Up until now, streaming platforms such as Netflix have become very confidential on the agreements they make with manufacturing firms, so that in discussions they will continue to have the edge. 

However, it could be feasible to bring the advantage back into the hands of artists and producers through collaboration. 

Cooperatives such as Magnum Photos are still holding strong, founded by a group of twelve photographers at the end of WWII. Instead of turning them over to publishers, members of this co-op kept the copyright to their works. This has made it easier for artists to continue to make money off their art and to market the same photographs to numerous media around the world.

This sort of artist-controlled structure is also something that artists could gain from: a band could release their album on Bandcamp, which takes about 15% of the sales received, then they will release it on Spotify Premium a month later, which takes about 30%. A month back, the album can be played on the free versions of Spotify and Youtube, which take even longer.

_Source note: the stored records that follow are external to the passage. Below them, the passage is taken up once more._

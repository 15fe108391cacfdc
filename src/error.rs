//! Unified error type for the flashcard trainer.
//!
//! Most errors are recoverable: the command loop turns them into a message
//! and prompts again. Only file I/O failures abort the single operation that
//! hit them, and even those never end the session.

use std::io;
use std::path::PathBuf;
use thiserror::Error;

/// The main error type for flashcard operations.
#[derive(Error, Debug)]
pub enum FlashcardError {
    /// A card with this term already exists.
    #[error("the term \"{term}\" already exists")]
    DuplicateTerm { term: String },

    /// A card with this definition already exists.
    #[error("the definition \"{definition}\" already exists")]
    DuplicateDefinition { definition: String },

    /// No card with this term.
    #[error("there is no card for \"{term}\"")]
    CardNotFound { term: String },

    /// An import source does not exist.
    #[error("file not found: {path}")]
    FileNotFound { path: PathBuf },

    /// The user typed something that is not a non-negative integer.
    #[error("not a non-negative integer: {input:?}")]
    InvalidInteger { input: String },

    /// I/O errors while reading or writing card, log or config files.
    #[error("storage error at {path}: {source}")]
    Storage {
        path: PathBuf,
        #[source]
        source: io::Error,
    },

    /// Configuration loading errors.
    #[error("config error: {message}")]
    Config { message: String },

    /// The console reached end of input.
    #[error("input closed")]
    InputClosed,
}

/// A specialized Result type for flashcard operations.
pub type Result<T> = std::result::Result<T, FlashcardError>;

impl FlashcardError {
    /// Create a duplicate term error.
    pub fn duplicate_term(term: impl Into<String>) -> Self {
        Self::DuplicateTerm { term: term.into() }
    }

    /// Create a duplicate definition error.
    pub fn duplicate_definition(definition: impl Into<String>) -> Self {
        Self::DuplicateDefinition {
            definition: definition.into(),
        }
    }

    /// Create a card not found error.
    pub fn card_not_found(term: impl Into<String>) -> Self {
        Self::CardNotFound { term: term.into() }
    }

    /// Create a file not found error.
    pub fn file_not_found(path: impl Into<PathBuf>) -> Self {
        Self::FileNotFound { path: path.into() }
    }

    /// Create an invalid integer error.
    pub fn invalid_integer(input: impl Into<String>) -> Self {
        Self::InvalidInteger {
            input: input.into(),
        }
    }

    /// Create a storage error from an I/O error.
    pub fn storage(path: impl Into<PathBuf>, source: io::Error) -> Self {
        Self::Storage {
            path: path.into(),
            source,
        }
    }
}

impl From<io::Error> for FlashcardError {
    fn from(err: io::Error) -> Self {
        Self::Storage {
            path: PathBuf::new(),
            source: err,
        }
    }
}

impl From<toml::de::Error> for FlashcardError {
    fn from(err: toml::de::Error) -> Self {
        Self::Config {
            message: err.to_string(),
        }
    }
}

/// Fail-open handling: log a warning and fall back instead of failing.
pub trait FailOpen<T> {
    /// Handle an error by logging a warning and returning the default value.
    fn fail_open_default(self, context: &str) -> T
    where
        T: Default;
}

impl<T> FailOpen<T> for Result<T> {
    fn fail_open_default(self, context: &str) -> T
    where
        T: Default,
    {
        match self {
            Ok(value) => value,
            Err(err) => {
                tracing::warn!("{}: {} (fail-open: using default)", context, err);
                T::default()
            }
        }
    }
}

/// Process exit codes.
///
/// Errors are reported as messages, so a normal run always ends with
/// `SUCCESS`. `CRASH` is reserved for the panic hook.
pub mod exit_codes {
    /// Normal termination.
    pub const SUCCESS: i32 = 0;

    /// The process panicked.
    pub const CRASH: i32 = 3;
}

#[cfg(test)]
mod tests {
    use super::*;

    #[test]
    fn test_duplicate_term_display() {
        let err = FlashcardError::duplicate_term("France");
        assert_eq!(err.to_string(), "the term \"France\" already exists");
    }

    #[test]
    fn test_duplicate_definition_display() {
        let err = FlashcardError::duplicate_definition("Paris");
        assert_eq!(err.to_string(), "the definition \"Paris\" already exists");
    }

    #[test]
    fn test_card_not_found_display() {
        let err = FlashcardError::card_not_found("Spain");
        assert_eq!(err.to_string(), "there is no card for \"Spain\"");
    }

    #[test]
    fn test_file_not_found_display() {
        let err = FlashcardError::file_not_found("/tmp/missing.txt");
        assert!(err.to_string().contains("/tmp/missing.txt"));
    }

    #[test]
    fn test_invalid_integer_display() {
        let err = FlashcardError::invalid_integer("three");
        assert_eq!(err.to_string(), "not a non-negative integer: \"three\"");
    }

    #[test]
    fn test_storage_error_display() {
        let err = FlashcardError::storage(
            "/tmp/cards.txt",
            io::Error::new(io::ErrorKind::PermissionDenied, "access denied"),
        );
        assert!(err.to_string().contains("storage error"));
        assert!(err.to_string().contains("/tmp/cards.txt"));
    }

    #[test]
    fn test_from_io_error() {
        let io_err = io::Error::new(io::ErrorKind::PermissionDenied, "access denied");
        let err: FlashcardError = io_err.into();
        assert!(matches!(err, FlashcardError::Storage { .. }));
    }

    #[test]
    fn test_from_toml_error() {
        let toml_err = toml::from_str::<toml::Table>("not [[[ toml").unwrap_err();
        let err: FlashcardError = toml_err.into();
        assert!(matches!(err, FlashcardError::Config { .. }));
    }

    #[test]
    fn test_fail_open_default() {
        let result: Result<Vec<String>> = Err(FlashcardError::file_not_found("cfg.toml"));
        let value = result.fail_open_default("test context");
        assert!(value.is_empty());
    }

    #[test]
    fn test_fail_open_success() {
        let result: Result<u64> = Ok(7);
        assert_eq!(result.fail_open_default("test context"), 7);
    }

    #[test]
    fn test_exit_codes() {
        assert_eq!(exit_codes::SUCCESS, 0);
        assert_eq!(exit_codes::CRASH, 3);
    }
}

Enthusiastic supporters won’t wait, because they’re going to pay for Bandcamp’s purchasing prices, while more patient fans are going to wait for the streaming version. They would no doubt see a bigger payday if musicians had this kind of influence, but the only way they would wrest leverage away from powerful powers like Spotify and Google is if they join together as part of an artist-run co-op. 

There is always the potential for a more equitable future, even if the companies are making the decisions today. What we need to do is form an alliance and get our fates under control.

Move Fast and Break Things: How Facebook, Google, and Amazon Cornered Culture and Undermined Democracy by Jonathan Taplin Book Review

A libertarian philosophy that has kept billions of dollars away from the regimes that originally subsidized the technologies is fueling many giant tech firms. They’ve nourished an illicit production scheme with their dishonest domination in the industry that has held billions of dollars out of the hands of performers, singers, and other high-quality content producers. They have also developed a frightening level of control on politicians thus growing their penetration into internet users’ personal lives. This has contributed to detrimental effects that aim to control our access to data, thus critically harming the livelihoods of musicians and the creative industry. It would need groups of like-minded people, musicians, and residents to take back ownership of their online lives and jobs if there is to be a path forward.